RMIT respectfully acknowledges their leaders past, present and emerging. Let us talk a bit about the Bachelor of Analytics. But before I do that, let me tell you a little bit about the mathematical sciences. Now a 2018 publication by the US Department of Labor titled Beyond the Numbers said that the mathematical sciences occupations are going to rise by 29% or over that more than that between 2016 and 2026. So if you ever wanted to be, or you thought about being in the mathematical sciences now is the time. The main reason why this is the case is because of the use of data by businesses and by government. So what about this data? The two years between 2016 and 2018, the world generated 90% of the data that was ever in existence. So you can see in those two years, we generated more data than had been generated for the thousands of years before that.
So digital data. So what is a Bachelor of Analytics student, do? He learns how to convert that data into information. And that is some of the things you will learn in the Bachelor of Analytics, but also if you want to do just mathematics and statistics, you can learn some of that in the Bachelor of Mathematics and Statistics as well. So let's think about occupations. The reason that we look at data science or analytics is because the demand for data scientists in particular is going to rise in the US by 28%. So that means that openings for data professionals are going up from 346,000 to 2.7 million or have gone up actually. And the salaries will range anywhere from 140,000 to 117,000. Now that's US. What about us Australia?
In Australia, the figures are quite similar. They range from a starting salary of say, example of business analyst who can do data science, machine learning makes sense of data. It goes anywhere from about 65 to 70,000, right up to $250,000 per year. So what sort of jobs are there? There are all sorts of jobs. You can be a statistics. You can just be a statistician. As a matter of fact, with the current COVID-19 situation, it has become so obvious that statistics and data science and analytics are the need. We talked about flattening the curve. We talked about R numbers. You'll have heard about this in the news, in the media, on social media everywhere. Now, where did those come from? They come from statistics. And that is the core of the Analytics Degree.

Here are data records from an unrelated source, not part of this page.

use crate::{ConfigError, ConfigErrorResult, DEFAULT_TOKEN_FILE};

use std::path::{Path, PathBuf};

use serde::Deserialize;

/// Where the bearer token survives between runs
#[derive(Debug, Clone, Deserialize)]
#[serde(default)]
pub struct SessionConfig {
    /// Token file, relative to the config directory
    pub token_file: String,
}

impl Default for SessionConfig {
    fn default() -> Self {
        Self {
            token_file: DEFAULT_TOKEN_FILE.to_string(),
        }
    }
}

impl SessionConfig {
    pub fn validate(&self) -> ConfigErrorResult<()> {
        if self.token_file.trim().is_empty() {
            return Err(ConfigError::session("session.token_file cannot be empty"));
        }

        let path = Path::new(&self.token_file);
        if path.is_absolute() || self.token_file.contains("..") {
            return Err(ConfigError::session(
                "session.token_file must be relative and cannot contain '..'",
            ));
        }

        Ok(())
    }

    pub fn token_path(&self, config_dir: &Path) -> PathBuf {
        config_dir.join(&self.token_file)
    }
}
use crate::commands::to_output;
use crate::error::Result as CliResult;
use crate::kanban::KanbanBoard;
use crate::session::AppContext;
use crate::{BoardScope, ClientResult};

use acad_core::{
    ChecklistDraft, MoveDecision, TaskAssignment, TaskFilter, TaskPriority, TaskTag, TaskUpdate,
    tasks_report,
};

use std::path::PathBuf;

use chrono::NaiveDate;
use clap::{Args, Subcommand};
use log::info;
use serde_json::{Value, json};

/// Board filters; every flag given must match
#[derive(Args, Debug, Default)]
pub struct FilterArgs {
    /// Title substring (case-insensitive)
    #[arg(long)]
    search: Option<String>,

    /// Priority: low, medium, high, critical
    #[arg(long)]
    priority: Option<String>,

    /// Tag name
    #[arg(long)]
    tag: Option<String>,

    /// Assigner user ID
    #[arg(long)]
    assigned_by: Option<String>,

    /// Assignee user ID
    #[arg(long)]
    assigned_to: Option<String>,

    /// Server status
    #[arg(long)]
    status: Option<String>,
}

impl FilterArgs {
    fn into_filter(self) -> CliResult<TaskFilter> {
        Ok(TaskFilter {
            search: self.search,
            priority: self
                .priority
                .as_deref()
                .map(str::parse::<TaskPriority>)
                .transpose()?,
            tag: self.tag.as_deref().map(str::parse::<TaskTag>).transpose()?,
            assigned_by: self.assigned_by,
            assigned_to: self.assigned_to,
            status: self.status,
        })
    }
}

#[derive(Subcommand)]
pub enum TaskCommands {
    /// Show the Kanban board grouped by column
    Board {
        /// Every task instead of only mine (managers)
        #[arg(long)]
        all: bool,

        #[command(flatten)]
        filter: FilterArgs,
    },

    /// List tasks
    List {
        /// Every task instead of only mine (managers)
        #[arg(long)]
        all: bool,

        #[command(flatten)]
        filter: FilterArgs,
    },

    /// Get a task by ID
    Get {
        id: String,
    },

    /// Create a task and assign it
    Assign {
        #[arg(long)]
        title: String,

        #[arg(long)]
        description: Option<String>,

        /// Assignee user ID (repeatable)
        #[arg(long = "to", required = true)]
        assigned_to: Vec<String>,

        /// Due date (YYYY-MM-DD)
        #[arg(long)]
        due: Option<NaiveDate>,

        /// Priority: low, medium, high, critical (default: medium)
        #[arg(long)]
        priority: Option<String>,

        /// Tag (repeatable)
        #[arg(long)]
        tag: Vec<String>,

        /// Checklist item text (repeatable)
        #[arg(long)]
        checklist: Vec<String>,
    },

    /// Update task fields
    Update {
        id: String,

        #[arg(long)]
        title: Option<String>,

        #[arg(long)]
        description: Option<String>,

        #[arg(long)]
        status: Option<String>,

        #[arg(long)]
        priority: Option<String>,

        /// Due date (YYYY-MM-DD)
        #[arg(long)]
        due: Option<NaiveDate>,
    },

    /// Move a card on the board
    Move {
        id: String,

        /// Column name or the ID of a card in the target column; omit to
        /// simulate a drop outside the board
        #[arg(long)]
        over: Option<String>,

        /// Resolve against the full board (managers)
        #[arg(long)]
        all: bool,
    },

    /// Comment on a task
    Comment {
        id: String,

        #[arg(long)]
        text: String,

        /// Mentioned user ID (repeatable)
        #[arg(long)]
        mention: Vec<String>,
    },

    /// Tick a checklist item
    Check {
        task_id: String,

        item_id: String,

        /// Untick instead
        #[arg(long)]
        undo: bool,
    },

    /// Delete a task
    Delete {
        id: String,
    },

    /// Export the filtered task list as CSV
    Export {
        #[arg(long)]
        all: bool,

        #[command(flatten)]
        filter: FilterArgs,

        /// Destination file
        #[arg(long, short)]
        output: PathBuf,
    },
}

impl TaskCommands {
    pub(crate) async fn run(self, ctx: &mut AppContext) -> CliResult<Value> {
        ctx.require_user()?;

        match self {
            TaskCommands::Board { all, filter } => {
                let board = KanbanBoard::load(ctx.client.clone(), board_scope(ctx, all)?).await?;
                let filter = filter.into_filter()?;
                to_output(&board.lanes(&filter))
            }
            TaskCommands::List { all, filter } => {
                let tasks = ctx.client.list_tasks(board_scope(ctx, all)?).await?;
                let filter = filter.into_filter()?;
                to_output(&filter.apply(&tasks))
            }
            TaskCommands::Get { id } => to_output(&ctx.client.get_task(&id).await?),
            TaskCommands::Assign {
                title,
                description,
                assigned_to,
                due,
                priority,
                tag,
                checklist,
            } => {
                let assignment = TaskAssignment {
                    title,
                    description,
                    assigned_to,
                    due_date: due,
                    priority: priority
                        .as_deref()
                        .map(str::parse::<TaskPriority>)
                        .transpose()?
                        .unwrap_or_default(),
                    tags: tag
                        .iter()
                        .map(|t| t.parse::<TaskTag>())
                        .collect::<Result<_, _>>()?,
                    checklist: checklist
                        .into_iter()
                        .map(|text| ChecklistDraft { text })
                        .collect(),
                };

                let _permit = ctx.guards.task_assign.try_acquire()?;
                to_output(&ctx.client.assign_task(&assignment).await?)
            }
            TaskCommands::Update {
                id,
                title,
                description,
                status,
                priority,
                due,
            } => {
                let update = TaskUpdate {
                    title,
                    description,
                    status,
                    priority: priority
                        .as_deref()
                        .map(str::parse::<TaskPriority>)
                        .transpose()?,
                    due_date: due,
                    tags: None,
                };
                to_output(&ctx.client.update_task(&id, &update).await?)
            }
            TaskCommands::Move { id, over, all } => {
                let mut board =
                    KanbanBoard::load(ctx.client.clone(), board_scope(ctx, all)?).await?;
                let decision = board.move_task(&id, over.as_deref()).await?;
                Ok(match decision {
                    MoveDecision::Move(update) => json!({
                        "result": "moved",
                        "taskId": id,
                        "boardColumn": update.board_column,
                        "boardPosition": update.board_position,
                    }),
                    MoveDecision::SameColumn => json!({ "result": "unchanged", "taskId": id }),
                    MoveDecision::NoTarget => json!({ "result": "noTarget", "taskId": id }),
                })
            }
            TaskCommands::Comment { id, text, mention } => {
                to_output(&ctx.client.add_task_comment(&id, &text, &mention).await?)
            }
            TaskCommands::Check {
                task_id,
                item_id,
                undo,
            } => to_output(
                &ctx.client
                    .update_checklist_item(&task_id, &item_id, !undo)
                    .await?,
            ),
            TaskCommands::Delete { id } => Ok(ctx.client.delete_task(&id).await?),
            TaskCommands::Export {
                all,
                filter,
                output,
            } => {
                let tasks = ctx.client.list_tasks(board_scope(ctx, all)?).await?;
                let filter = filter.into_filter()?;
                let report = tasks_report(filter.apply(&tasks));
                std::fs::write(&output, report.render())?;
                info!("Wrote {} tasks to {}", report.row_count(), output.display());
                Ok(json!({ "path": output, "rows": report.row_count() }))
            }
        }
    }
}

/// The all-tasks board is for managers only
fn board_scope(ctx: &AppContext, all: bool) -> ClientResult<BoardScope> {
    if all {
        ctx.require_manager()?;
        Ok(BoardScope::All)
    } else {
        Ok(BoardScope::Mine)
    }
}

Now it's not just statistics that you will use. You will use operations research. What is operations research? It is trying to maximize to optimize stuff. You will learn about computer science, you will learn Python, you will learn machine learning, you will learn data visualization, you will learn how to wrangle data, how to out beat data into shape. But be careful there is data if it is tortured, I can tell you anything. And we don't want that. We want data to tell us what is in the data, not what we want to know. There is of course business, which needs data scientists. They need analysts. There are so many businesses today, which will come and give us data for the students to work on because they have data, but they can't make sense of that data. And the analysts or rather the students in the Analytics Degree are the ones who work on this data, who give insights back to business so that business can make those strategic decisions based on the data that they are gathering.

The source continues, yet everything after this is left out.